Marco Belinelli: Is This Role For Real?Filed under: News; Tagged as: Andrea Bargnani, Andris Biedrins, Brandan Wright, Bruce Bowen, Chris Bosh, Derek Fisher, Don Nelson, Greg Willard, Jason Kapono, Jason Richardson, Kevin Garnett, Leon Powe, Leon Wood, Manu Ginobili, Marco Belinelli, Mickael Pietrus, Monta Ellis, Paul Pierce, Rajon Rondo, Ray Allen, Tony Allen
By Geoff Lepper
In 18 months as an NBA player, Marco Belinelli’s stock has gone through more roles than a TV character actor: Summer League star, Jason Richardson replacement, defensive sieve, bench ornament, unhappy camper, trade bait.

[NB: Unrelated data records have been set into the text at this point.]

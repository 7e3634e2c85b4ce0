use crate::model::{DockOperation, DockableId, WindowId};

/// Why a mutation request was rejected.
///
/// Every variant leaves the tree exactly as it was before the call.
#[derive(Clone, Debug, PartialEq, Eq)]
pub enum DockError {
    MissingDockable(DockableId),
    MissingWindow(WindowId),
    NotAContainer(DockableId),
    /// `dockable` is not listed by `owner`.
    NotOwned {
        dockable: DockableId,
        owner: DockableId,
    },
    /// Source and target are the same dockable.
    SelfTarget(DockableId),
    /// The target lives inside the subtree being moved.
    TargetInsideSource {
        source: DockableId,
        target: DockableId,
    },
    CapabilityDenied {
        dockable: DockableId,
        capability: &'static str,
    },
    /// Closing would empty a dock with `can_close_last_dockable == false`.
    LastDockable {
        dock: DockableId,
    },
    OperationNotAllowed {
        operation: DockOperation,
        target: Option<DockableId>,
    },
    /// Copy/link drop, but the behavior produced no clone.
    NothingToClone(DockableId),
    InvalidIndex {
        index: usize,
        len: usize,
    },
    NotPinned(DockableId),
    NotHidden(DockableId),
    NoRoot,
    /// NaN, infinite or empty geometry.
    InvalidGeometry,
}

impl std::fmt::Display for DockError {
    fn fmt(&self, f: &mut std::fmt::Formatter<'_>) -> std::fmt::Result {
        match self {
            Self::MissingDockable(id) => write!(f, "dockable {id} does not exist"),
            Self::MissingWindow(id) => write!(f, "{id} does not exist"),
            Self::NotAContainer(id) => write!(f, "dockable {id} is not a dock"),
            Self::NotOwned { dockable, owner } => {
                write!(f, "dockable {dockable} is not a child of {owner}")
            }
            Self::SelfTarget(id) => write!(f, "cannot dock {id} onto itself"),
            Self::TargetInsideSource { source, target } => {
                write!(f, "target {target} is inside the dragged subtree {source}")
            }
            Self::CapabilityDenied {
                dockable,
                capability,
            } => write!(f, "dockable {dockable} does not allow {capability}"),
            Self::LastDockable { dock } => {
                write!(f, "dock {dock} cannot close its last dockable")
            }
            Self::OperationNotAllowed { operation, target } => match target {
                Some(target) => write!(f, "operation {operation:?} is not allowed on {target}"),
                None => write!(f, "operation {operation:?} is not allowed"),
            },
            Self::NothingToClone(id) => write!(f, "no clone available for {id}"),
            Self::InvalidIndex { index, len } => {
                write!(f, "index {index} out of range for {len} children")
            }
            Self::NotPinned(id) => write!(f, "dockable {id} is not pinned"),
            Self::NotHidden(id) => write!(f, "dockable {id} is not hidden"),
            Self::NoRoot => write!(f, "the tree has no root dock"),
            Self::InvalidGeometry => write!(f, "geometry is not finite or empty"),
        }
    }
}

impl std::error::Error for DockError {}
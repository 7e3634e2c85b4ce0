use egui::{Pos2, Rect, pos2, vec2};

use super::*;
use crate::behavior::CloningBehavior;
use crate::mdi::{MdiState, TileMode};
use crate::model::integrity::tree_integrity_issues;
use crate::model::{DockKind, DocumentLayout, Orientation};

fn assert_tree_ok<C>(tree: &DockTree<C>, context: &str) {
    let issues = tree_integrity_issues(tree);
    assert!(issues.is_empty(), "{context}: {issues:#?}");
}

fn snapshot<C: std::fmt::Debug>(tree: &DockTree<C>) -> String {
    format!("{tree:?}")
}

fn proportion<C>(tree: &DockTree<C>, id: DockableId) -> f64 {
    tree.get(id).unwrap().proportion
}

fn close_to(a: f64, b: f64) -> bool {
    (a - b).abs() < 1e-9
}

/// ```text
/// root
/// └ h: Horizontal
///   ├ v: Vertical [a, s, b]
///   ├ s
///   └ t: Tool(Right) [c, d]
/// ```
struct Fixture {
    tree: DockTree<&'static str>,
    root: DockableId,
    h: DockableId,
    v: DockableId,
    t: DockableId,
    a: DockableId,
    b: DockableId,
    c: DockableId,
    d: DockableId,
}

fn fixture() -> Fixture {
    let mut tree = DockTree::new();
    let root = tree.create_root();
    let h = tree.create_dock(DockKind::Proportional {
        orientation: Orientation::Horizontal,
    });
    let v = tree.create_dock(DockKind::Proportional {
        orientation: Orientation::Vertical,
    });
    let t = tree.create_dock(DockKind::Tool {
        alignment: PinnedAlignment::Right,
    });
    let a = tree.create_tool("a", "a");
    let b = tree.create_tool("b", "b");
    let c = tree.create_tool("c", "c");
    let d = tree.create_tool("d", "d");

    tree.attach(h, root, None).unwrap();
    let s0 = tree.create_splitter(4.0);
    for id in [v, s0, t] {
        tree.attach(id, h, None).unwrap();
    }
    let s1 = tree.create_splitter(4.0);
    for id in [a, s1, b] {
        tree.attach(id, v, None).unwrap();
    }
    for id in [c, d] {
        tree.attach(id, t, None).unwrap();
    }
    for id in [v, t, a, b] {
        tree.get_mut(id).unwrap().proportion = 0.5;
    }
    tree.drain_events();
    Fixture {
        tree,
        root,
        h,
        v,
        t,
        a,
        b,
        c,
        d,
    }
}

fn manager() -> DockManager {
    DockManager::default()
}

#[test]
fn right_of_target_in_vertical_dock_wraps_it_horizontally() {
    let Fixture {
        mut tree, v, t, a, c, d, ..
    } = fixture();

    let placed = manager()
        .dock(&mut tree, c, Some(a), DockOperation::Right, DragAction::Move, Pos2::ZERO)
        .unwrap();
    assert_eq!(placed, c);
    assert_tree_ok(&tree, "after split");

    let wrapper = tree.owner(a).unwrap();
    assert_ne!(wrapper, v);
    assert_eq!(
        tree.container(wrapper).unwrap().kind,
        DockKind::Proportional {
            orientation: Orientation::Horizontal
        }
    );
    let children = tree.children(wrapper).to_vec();
    assert_eq!(children.len(), 3);
    assert_eq!((children[0], children[2]), (a, c));
    assert!(tree.get(children[1]).unwrap().is_splitter());
    assert!(close_to(proportion(&tree, a), 0.5));
    assert!(close_to(proportion(&tree, c), 0.5));

    // The wrapper took the target's slot and share in its old owner.
    assert!(!tree.children(v).contains(&a));
    assert_eq!(tree.children(v)[0], wrapper);
    assert!(close_to(proportion(&tree, wrapper), 0.5));

    // The old owner keeps its other tab active.
    assert_eq!(tree.children(t), &[d]);
    assert_eq!(tree.active(t), Some(d));
    assert_eq!(tree.active(wrapper), Some(c));
    assert!(tree.events().contains(&DockEvent::Moved {
        dockable: c,
        old_owner: Some(t),
        new_owner: wrapper,
    }));
}

#[test]
fn same_axis_split_flattens_into_the_owner() {
    let Fixture {
        mut tree, v, a, b, c, ..
    } = fixture();
    let docks_before = tree.iter().filter(|d| d.container().is_some()).count();

    manager()
        .dock(&mut tree, c, Some(a), DockOperation::Bottom, DragAction::Move, Pos2::ZERO)
        .unwrap();
    assert_tree_ok(&tree, "after flatten");

    let children = tree.children(v).to_vec();
    assert_eq!(children.len(), 5);
    assert_eq!((children[0], children[2], children[4]), (a, c, b));
    assert!(close_to(proportion(&tree, a), 0.25));
    assert!(close_to(proportion(&tree, c), 0.25));
    assert!(close_to(proportion(&tree, b), 0.5));
    assert_eq!(
        tree.iter().filter(|d| d.container().is_some()).count(),
        docks_before
    );
}

#[test]
fn leaf_beside_a_tab_group_gets_its_own_group() {
    let Fixture {
        mut tree, h, v, t, a, b, d, ..
    } = fixture();

    manager()
        .dock(&mut tree, a, Some(d), DockOperation::Right, DragAction::Move, Pos2::ZERO)
        .unwrap();
    assert_tree_ok(&tree, "after split next to tabs");

    let group = tree.owner(a).unwrap();
    assert_eq!(
        tree.container(group).unwrap().kind,
        DockKind::Tool {
            alignment: PinnedAlignment::Right
        }
    );
    assert_eq!(tree.owner(group), Some(h));
    let content = tree.content_children(h);
    assert_eq!(content, vec![v, t, group]);
    assert!(close_to(proportion(&tree, t), 0.25));
    assert!(close_to(proportion(&tree, group), 0.25));

    // v lost a and its splitter.
    assert_eq!(tree.children(v), &[b]);
    assert!(close_to(proportion(&tree, b), 1.0));
}

#[test]
fn fill_joins_the_tab_group_after_the_active_tab() {
    let Fixture {
        mut tree, v, t, a, b, c, d, ..
    } = fixture();

    manager()
        .dock(&mut tree, a, Some(d), DockOperation::Fill, DragAction::Move, Pos2::ZERO)
        .unwrap();
    assert_tree_ok(&tree, "after fill");
    assert_eq!(tree.children(t), &[c, a, d]);
    assert_eq!(tree.active(t), Some(a));
    assert_eq!(tree.children(v), &[b]);
}

#[test]
fn fill_onto_a_bare_leaf_creates_a_tab_group() {
    let Fixture {
        mut tree, v, a, c, ..
    } = fixture();

    manager()
        .dock(&mut tree, c, Some(a), DockOperation::Fill, DragAction::Move, Pos2::ZERO)
        .unwrap();
    assert_tree_ok(&tree, "after fill onto leaf");
    let group = tree.owner(a).unwrap();
    assert_eq!(tree.owner(group), Some(v));
    assert_eq!(tree.children(group), &[a, c]);
    assert_eq!(tree.active(group), Some(c));
    assert!(close_to(proportion(&tree, group), 0.5));
}

#[test]
fn emptied_docks_collapse_and_take_their_splitter() {
    let Fixture {
        mut tree, h, v, t, a, c, d, ..
    } = fixture();
    let m = manager();

    m.dock(&mut tree, d, Some(a), DockOperation::Fill, DragAction::Move, Pos2::ZERO)
        .unwrap();
    m.dock(&mut tree, c, Some(a), DockOperation::Fill, DragAction::Move, Pos2::ZERO)
        .unwrap();
    assert_tree_ok(&tree, "after emptying t");

    assert!(!tree.contains(t));
    assert_eq!(tree.children(h), &[v]);
    assert!(close_to(proportion(&tree, v), 1.0));
    assert!(tree.events().contains(&DockEvent::Collapsed { dock: t }));
}

/// Nesting of `id` as text: leaves by context, proportional docks as `H(..)`/`V(..)`, other
/// docks as a bare `(..)`.
fn shape(tree: &DockTree<&'static str>, id: DockableId) -> String {
    let dockable = tree.get(id).unwrap();
    if dockable.is_leaf() {
        return dockable.context.unwrap_or("?").to_owned();
    }
    let tag = match tree.container(id).unwrap().kind.proportional_orientation() {
        Some(Orientation::Horizontal) => "H",
        Some(Orientation::Vertical) => "V",
        None => "",
    };
    let inner = tree
        .content_children(id)
        .into_iter()
        .map(|child| shape(tree, child))
        .collect::<Vec<_>>()
        .join(",");
    format!("{tag}({inner})")
}

fn single_child_splits(tree: &DockTree<&'static str>) -> Vec<DockableId> {
    tree.iter()
        .filter(|d| {
            d.container()
                .is_some_and(|c| c.kind.proportional_orientation().is_some())
        })
        .filter(|d| tree.content_children(d.id).len() < 2)
        .map(|d| d.id)
        .collect()
}

/// ```text
/// root
/// └ outer: Vertical
///   ├ row: Horizontal [x (xa), t (ta), y (ya)]
///   └ src: Tool(Bottom) [n, m]
/// ```
struct Row {
    tree: DockTree<&'static str>,
    row: DockableId,
    t: DockableId,
    ta: DockableId,
    n: DockableId,
}

fn row() -> Row {
    let mut tree = DockTree::new();
    let root = tree.create_root();
    let outer = tree.create_dock(DockKind::Proportional {
        orientation: Orientation::Vertical,
    });
    let row = tree.create_dock(DockKind::Proportional {
        orientation: Orientation::Horizontal,
    });
    let src = tree.create_dock(DockKind::Tool {
        alignment: PinnedAlignment::Bottom,
    });
    tree.attach(outer, root, None).unwrap();
    let s = tree.create_splitter(4.0);
    for id in [row, s, src] {
        tree.attach(id, outer, None).unwrap();
    }

    let mut docks = Vec::new();
    for (i, name) in ["xa", "ta", "ya"].into_iter().enumerate() {
        if i > 0 {
            let s = tree.create_splitter(4.0);
            tree.attach(s, row, None).unwrap();
        }
        let dock = tree.create_dock(DockKind::Tool {
            alignment: PinnedAlignment::Left,
        });
        let leaf = tree.create_tool(name, name);
        tree.attach(dock, row, None).unwrap();
        tree.attach(leaf, dock, None).unwrap();
        tree.get_mut(dock).unwrap().proportion = 1.0 / 3.0;
        docks.push((dock, leaf));
    }
    let n = tree.create_tool("n", "n");
    let m = tree.create_tool("m", "m");
    tree.attach(n, src, None).unwrap();
    tree.attach(m, src, None).unwrap();
    tree.drain_events();
    Row {
        tree,
        row,
        t: docks[1].0,
        ta: docks[1].1,
        n,
    }
}

#[test]
fn corners_band_the_target_with_its_neighbour_then_split_vertically() {
    let cases = [
        (DockOperation::TopLeft, "H(V(n,H((xa),(ta))),(ya))"),
        (DockOperation::TopRight, "H((xa),V(n,H((ta),(ya))))"),
        (DockOperation::BottomLeft, "H(V(H((xa),(ta)),n),(ya))"),
        (DockOperation::BottomRight, "H((xa),V(H((ta),(ya)),n))"),
    ];
    for (operation, expected) in cases {
        let Row {
            mut tree, row, ta, n, ..
        } = row();

        let placed = manager()
            .dock(&mut tree, n, Some(ta), operation, DragAction::Move, Pos2::ZERO)
            .unwrap();
        assert_eq!(placed, n);
        assert_tree_ok(&tree, &format!("after {operation:?}"));
        assert_eq!(shape(&tree, row), expected, "{operation:?}");
        assert!(
            single_child_splits(&tree).is_empty(),
            "{operation:?} left {:?}",
            single_child_splits(&tree)
        );
    }
}

#[test]
fn corner_band_takes_the_pair_share_and_halves_it_with_the_source() {
    let Row {
        mut tree, row, t, ta, n, ..
    } = row();

    manager()
        .dock(&mut tree, n, Some(ta), DockOperation::TopLeft, DragAction::Move, Pos2::ZERO)
        .unwrap();

    let column = tree.content_children(row)[0];
    assert!(close_to(proportion(&tree, column), 2.0 / 3.0));
    assert!(close_to(proportion(&tree, n), 0.5));
    let band = tree.owner(t).unwrap();
    assert_eq!(tree.owner(band), Some(column));
    assert!(close_to(proportion(&tree, band), 0.5));
    assert!(close_to(proportion(&tree, t), 0.5));
}

#[test]
fn corner_on_a_pair_splits_their_owner_in_its_slot() {
    let Fixture {
        mut tree, root, h, v, t, c, ..
    } = fixture();

    manager()
        .dock(&mut tree, c, Some(v), DockOperation::BottomRight, DragAction::Move, Pos2::ZERO)
        .unwrap();
    assert_tree_ok(&tree, "after corner");

    let column = tree.content_children(root)[0];
    assert_eq!(tree.content_children(column), vec![h, c]);
    assert_eq!(tree.content_children(h), vec![v, t]);
    assert_eq!(
        tree.container(column).unwrap().kind,
        DockKind::Proportional {
            orientation: Orientation::Vertical
        }
    );
}

#[test]
fn corner_without_a_neighbour_on_its_side_is_rejected_whole() {
    let Fixture {
        mut tree, t, b, d, ..
    } = fixture();
    let m = manager();
    let before = snapshot(&tree);

    let err = m
        .dock(&mut tree, b, Some(d), DockOperation::TopRight, DragAction::Move, Pos2::ZERO)
        .unwrap_err();
    assert_eq!(
        err,
        DockError::OperationNotAllowed {
            operation: DockOperation::TopRight,
            target: Some(t),
        }
    );
    assert_eq!(snapshot(&tree), before);
    assert_eq!(
        m.check_dock(&tree, b, Some(d), DockOperation::TopRight, DragAction::Move),
        Err(err)
    );
}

So is Belinelli’s latest turn — reborn playmaker — just another phase, destined to vanish like the next full moon?
It’s still too early to tell for certain, but in the 13 games since Don Nelson refocused the Warriors’ attack, Belinelli has already weathered one dip and ridden it out. I figured that after back-to-back poor performances in Florida — combined 7-for-24 shooting with four turnovers against five assists in Orlando and Miami — Belinelli’s run was at an end, and that he would go back to being a pumpkin, metaphorically speaking.
Instead, he had one of his two best games of the season in the Warriors’ 117-111 win over Toronto on Monday: 23 points, 6-12 FG, 5-8 3FG, 6-6 FT, 6 AST, 2 TO.
After that game, Warriors coach Don Nelson said Belinelli was succeeding in the team’s revamped, Euro-style offense — 47.5 FG, 40.0 3FG, 16.0 PPG, 3.3 APG — because “he’s a much better shooter on the move than he is stationary.”
I disagree. Belinelli has tamed the wild leg kick that used to punctuate his shooting motion, but he still often twists his lower body to the left when he fires while moving, both off the dribble and situations where he catches and shoots on a cut.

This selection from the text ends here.